Santa Fe New Mexican

U.S. to fill border wall gaps in Ariz.

Move called safety effort after crossers die in Yuma’s rough terrain

- BY Anita Snow

PHOENIX — Border officials got the go-ahead Thursday to fill four remaining gaps in the U.S.-Mexico wall near the southern Arizona community of Yuma to protect the safety of migrants and U.S. agents working there.

The Department of Homeland Security said in a statement the work to complete a barrier project near the Morelos Dam is to protect the safety of migrants and its own agents. Border crossers have been killed or injured in the area by falling down a slope or drowning while walking across a low level section of the Colorado River.

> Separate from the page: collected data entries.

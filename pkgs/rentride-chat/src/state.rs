//! Conversation state machine
//!
//! [`ChatState`] holds every log, unread counter and typing flag of a session
//! and applies the orchestrator's transitions synchronously. It performs no
//! IO; [`crate::session::ChatSession`] owns it behind a mutex and drives it
//! from store responses and transport events.
//!
//! History loads are identified by a monotonically increasing token. Only the
//! load holding the latest token, for the peer that is still selected, may
//! change the log.

use chrono::{DateTime, Duration, Utc};
use rentride_store::{ActorId, Message};
use std::collections::{HashMap, HashSet};

use crate::error::ChatError;
use crate::models::{ConversationPhase, EntryState, LocalSeq, LogEntry};

/// Tolerance when matching a pushed message against its stored copy
const ECHO_WINDOW_MS: i64 = 2_000;

/// Handle of one history load
#[derive(Debug, Clone, PartialEq, Eq)]
pub struct LoadTicket {
    pub peer_id: ActorId,
    pub token: u64,
}

#[derive(Debug, Clone, PartialEq, Eq)]
pub enum ConfirmOutcome {
    /// The provisional entry now carries the canonical record
    Replaced,
    /// History already held the canonical record; the provisional entry was dropped
    Merged,
    /// No provisional entry with that sequence id
    Missing,
}

#[derive(Debug, Clone, PartialEq, Eq)]
pub enum InboundOutcome {
    /// Our own message echoed back by the server
    SelfEcho,
    /// Appended to the active conversation
    Appended(LogEntry),
    /// Counted as unread for an inactive peer
    Counted { unread: u32 },
}

#[derive(Debug)]
pub struct ChatState {
    actor_id: ActorId,
    active_peer: Option<ActorId>,
    phase: ConversationPhase,
    latest_token: u64,
    next_seq: u64,
    logs: HashMap<ActorId, Vec<LogEntry>>,
    unread: HashMap<ActorId, u32>,
    /// peer -> generation of the typing-start that raised the flag
    typing: HashMap<ActorId, u64>,
    typing_generation: u64,
}

impl ChatState {
    pub fn new(actor_id: impl Into<ActorId>) -> Self {
        Self {
            actor_id: actor_id.into(),
            active_peer: None,
            phase: ConversationPhase::Idle,
            latest_token: 0,
            next_seq: 0,
            logs: HashMap::new(),
            unread: HashMap::new(),
            typing: HashMap::new(),
            typing_generation: 0,
        }
    }

    pub fn actor_id(&self) -> &str {
        &self.actor_id
    }

    pub fn active_peer(&self) -> Option<&str> {
        self.active_peer.as_deref()
    }

    pub fn phase(&self) -> ConversationPhase {
        self.phase
    }

    pub fn log(&self, peer_id: &str) -> &[LogEntry] {
        self.logs.get(peer_id).map(Vec::as_slice).unwrap_or(&[])
    }

    pub fn unread(&self, peer_id: &str) -> u32 {
        self.unread.get(peer_id).copied().unwrap_or(0)
    }

    pub fn unread_counts(&self) -> HashMap<ActorId, u32> {
        self.unread
            .iter()
            .filter(|(_, count)| **count > 0)
            .map(|(peer, count)| (peer.clone(), *count))
            .collect()
    }

    pub fn total_unread(&self) -> u32 {
        self.unread.values().sum()
    }

    pub fn is_typing(&self, peer_id: &str) -> bool {
        self.typing.contains_key(peer_id)
    }

    pub fn typing_peers(&self) -> Vec<ActorId> {
        let mut peers: Vec<ActorId> = self.typing.keys().cloned().collect();
        peers.sort();
        peers
    }

    /// Select `peer_id` and start a new load, superseding any earlier one
    pub fn begin_load(&mut self, peer_id: &str) -> LoadTicket {
        self.latest_token += 1;
        self.active_peer = Some(peer_id.to_string());
        self.phase = ConversationPhase::Loading;
        self.unread.remove(peer_id);

        LoadTicket {
            peer_id: peer_id.to_string(),
            token: self.latest_token,
        }
    }

    pub fn is_current(&self, ticket: &LoadTicket) -> bool {
        ticket.token == self.latest_token && self.active_peer.as_deref() == Some(&ticket.peer_id)
    }

    /// Replace the log with `history`, keeping local entries it does not cover
    ///
    /// Returns `false` and changes nothing when the ticket was superseded.
    pub fn apply_history(&mut self, ticket: &LoadTicket, mut history: Vec<Message>) -> bool {
        if !self.is_current(ticket) {
            return false;
        }

        history.sort_by_key(|m| m.created_at);
        let server_ids: HashSet<&str> = history.iter().map(|m| m.id.as_str()).collect();

        // Each history record stands in for at most one pushed entry
        let mut unclaimed: Vec<&Message> = history.iter().collect();

        let previous = self.logs.remove(&ticket.peer_id).unwrap_or_default();
        let kept: Vec<LogEntry> = previous
            .into_iter()
            .filter(|entry| match &entry.state {
                EntryState::Pending | EntryState::Failed { .. } => true,
                EntryState::Confirmed => entry
                    .server_id()
                    .is_some_and(|id| !server_ids.contains(id)),
                EntryState::Received => {
                    match unclaimed.iter().position(|m| is_echo_of(entry, m)) {
                        Some(index) => {
                            unclaimed.remove(index);
                            false
                        }
                        None => true,
                    }
                }
            })
            .collect();

        let mut log: Vec<LogEntry> = history.into_iter().map(LogEntry::from).collect();
        log.extend(kept);
        self.logs.insert(ticket.peer_id.clone(), log);

        self.phase = ConversationPhase::Active;
        self.unread.remove(&ticket.peer_id);
        true
    }

    /// Finish a failed load; the log keeps its previous entries
    pub fn fail_load(&mut self, ticket: &LoadTicket) -> bool {
        if !self.is_current(ticket) {
            return false;
        }
        self.phase = ConversationPhase::Active;
        true
    }

    /// Zero the unread counter if the load is still the current one
    pub fn acknowledge(&mut self, ticket: &LoadTicket) -> bool {
        if !self.is_current(ticket) {
            return false;
        }
        self.unread.remove(&ticket.peer_id);
        true
    }

    /// Append a pending entry for a local send
    pub fn push_provisional(
        &mut self,
        peer_id: &str,
        body: &str,
        now: DateTime<Utc>,
    ) -> (LocalSeq, LogEntry) {
        let seq = self.next_local_seq();
        let entry = LogEntry::provisional(seq, &self.actor_id, peer_id, body, now);
        self.logs
            .entry(peer_id.to_string())
            .or_default()
            .push(entry.clone());
        (seq, entry)
    }

    /// Swap the provisional entry `seq` for its canonical record
    pub fn confirm(&mut self, peer_id: &str, seq: LocalSeq, message: Message) -> ConfirmOutcome {
        let Some(log) = self.logs.get_mut(peer_id) else {
            return ConfirmOutcome::Missing;
        };
        let Some(index) = log.iter().position(|e| e.local_seq() == Some(seq)) else {
            return ConfirmOutcome::Missing;
        };

        if log.iter().any(|e| e.server_id() == Some(message.id.as_str())) {
            log.remove(index);
            return ConfirmOutcome::Merged;
        }

        log[index].confirm(message);
        ConfirmOutcome::Replaced
    }

    pub fn mark_failed(&mut self, peer_id: &str, seq: LocalSeq, reason: &str) -> bool {
        match self.provisional_mut(peer_id, seq) {
            Some(entry) => {
                entry.state = EntryState::Failed {
                    reason: reason.to_string(),
                };
                true
            }
            None => false,
        }
    }

    /// Put a failed entry back in flight and return its body
    pub fn begin_retry(&mut self, peer_id: &str, seq: LocalSeq) -> Result<String, ChatError> {
        let entry = self
            .provisional_mut(peer_id, seq)
            .ok_or_else(|| ChatError::EntryNotFound {
                peer_id: peer_id.to_string(),
                seq,
            })?;

        match entry.state {
            EntryState::Failed { .. } => {
                entry.state = EntryState::Pending;
                Ok(entry.body.clone())
            }
            _ => Err(ChatError::NotRetryable(seq)),
        }
    }

    /// Route a message pushed by the transport
    pub fn receive_inbound(
        &mut self,
        sender_id: &str,
        body: &str,
        timestamp: DateTime<Utc>,
    ) -> InboundOutcome {
        if sender_id == self.actor_id {
            return InboundOutcome::SelfEcho;
        }

        if self.active_peer.as_deref() == Some(sender_id) {
            let seq = self.next_local_seq();
            let entry = LogEntry::received(seq, sender_id, &self.actor_id, body, timestamp);
            self.logs
                .entry(sender_id.to_string())
                .or_default()
                .push(entry.clone());
            return InboundOutcome::Appended(entry);
        }

        let unread = self.unread.entry(sender_id.to_string()).or_insert(0);
        *unread += 1;
        InboundOutcome::Counted { unread: *unread }
    }

    /// Raise the typing flag; returns the generation to expire it with and
    /// whether the flag was newly raised
    pub fn typing_started(&mut self, peer_id: &str) -> (u64, bool) {
        self.typing_generation += 1;
        let generation = self.typing_generation;
        let raised = self
            .typing
            .insert(peer_id.to_string(), generation)
            .is_none();
        (generation, raised)
    }

    /// Lower the typing flag; `true` when it was raised
    pub fn typing_stopped(&mut self, peer_id: &str) -> bool {
        self.typing.remove(peer_id).is_some()
    }

    /// Lower the flag only if no typing-start arrived after `generation`
    pub fn expire_typing(&mut self, peer_id: &str, generation: u64) -> bool {
        if self.typing.get(peer_id) == Some(&generation) {
            self.typing.remove(peer_id);
            true
        } else {
            false
        }
    }

    fn next_local_seq(&mut self) -> LocalSeq {
        self.next_seq += 1;
        LocalSeq(self.next_seq)
    }

    fn provisional_mut(&mut self, peer_id: &str, seq: LocalSeq) -> Option<&mut LogEntry> {
        self.logs
            .get_mut(peer_id)?
            .iter_mut()
            .find(|e| e.local_seq() == Some(seq) && e.is_provisional())
    }
}

fn is_echo_of(entry: &LogEntry, message: &Message) -> bool {
    entry.sender_id == message.sender_id
        && entry.body == message.body
        && (entry.created_at - message.created_at).abs() <= Duration::milliseconds(ECHO_WINDOW_MS)
}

A 5-year-old migrant girl crossing the water in a group drowned near the dam June 6 when she became separated from her mother. The child’s body was later found in the river.

U.S. officials didn’t release the girl’s identity or nationalit­y. Jamaican newspapers said she was believed to be from there.

Yuma is a popular crossing area for migrants in part because they can easily walk across the river, surrender to U.S. border officials and request asylum.

“Due to the proximity to the Morelos Dam and the swift moving Colorado River, this area presents safety and life hazard risks for migrants attempting to cross into the United States,” said the statement announcing Homeland Security Secretary Alejandro Mayorkas had approved the work by Customs and Border Protection. It also noted dangers for its own agents.

Arizona environmen­talist Myles Traphagen, who has been mapping ecological damage left by border wall constructi­on under former President Donald Trump, said closing the gaps won’t create much of a deterrent for migrants.

Traphagen said the Yuma area has “become the new Ellis Island for Arizona, with people arriving there from countries as disparate as Ethiopia, Cuba, Russia, Ukraine, India, Colombia and Nicaragua.

“People have traveled half way around the globe on planes, trains and automobile­s,” he said, “so to expect that closing four small gaps is going to make them turn around and book a return flight on Air Ethiopia is sheer fallacy.”

It was unclear when constructi­on would begin. The statement said officials will move “as expeditiou­sly as possible, while still maintainin­g environmen­tal stewardshi­p” by consulting affected parties.

The gaps are inside an area for a barrier project previously funded by the Defense Department and will be paid for by Homeland Security appropriat­ions for fiscal year 2021.

Democratic U.S. Sen. Mark Kelly of Arizona has been pressing President Joe Biden’s administra­tion to close the gaps near the dam as a safety measure. The work is also supported by local officials, including Yuma Mayor Douglas Nicholls, a Republican.

Amid the push to close those gaps, environmen­talists like Traphagen have called for removing some other sections of barrier they say have hurt local wildlife like bobcats, mountain lions, javelinas and mule deer.

The Tucson-based Wildlands Network this week released a new report on sites along the U.S.-Mexico border it considers in the greatest need of environmen­tal restoratio­n.

Traphagen, the group’s borderland­s program coordinato­r, traveled the internatio­nal boundary across New Mexico, Arizona and California this and last year to identify damaged wildlife corridors and other environmen­tal harm.

The group calls for native foliage to be replanted in areas that were stripped bare during wall constructi­on, and widening spaces between steel borders, now just 4 inches apart, to allow more wildlife to pass through.

It also calls for the removal of 180 miles of razor wire that was installed along pedestrian bollard fencing in all border states in 2019 and 2020 both as an eyesore and a danger to the public and wild animals.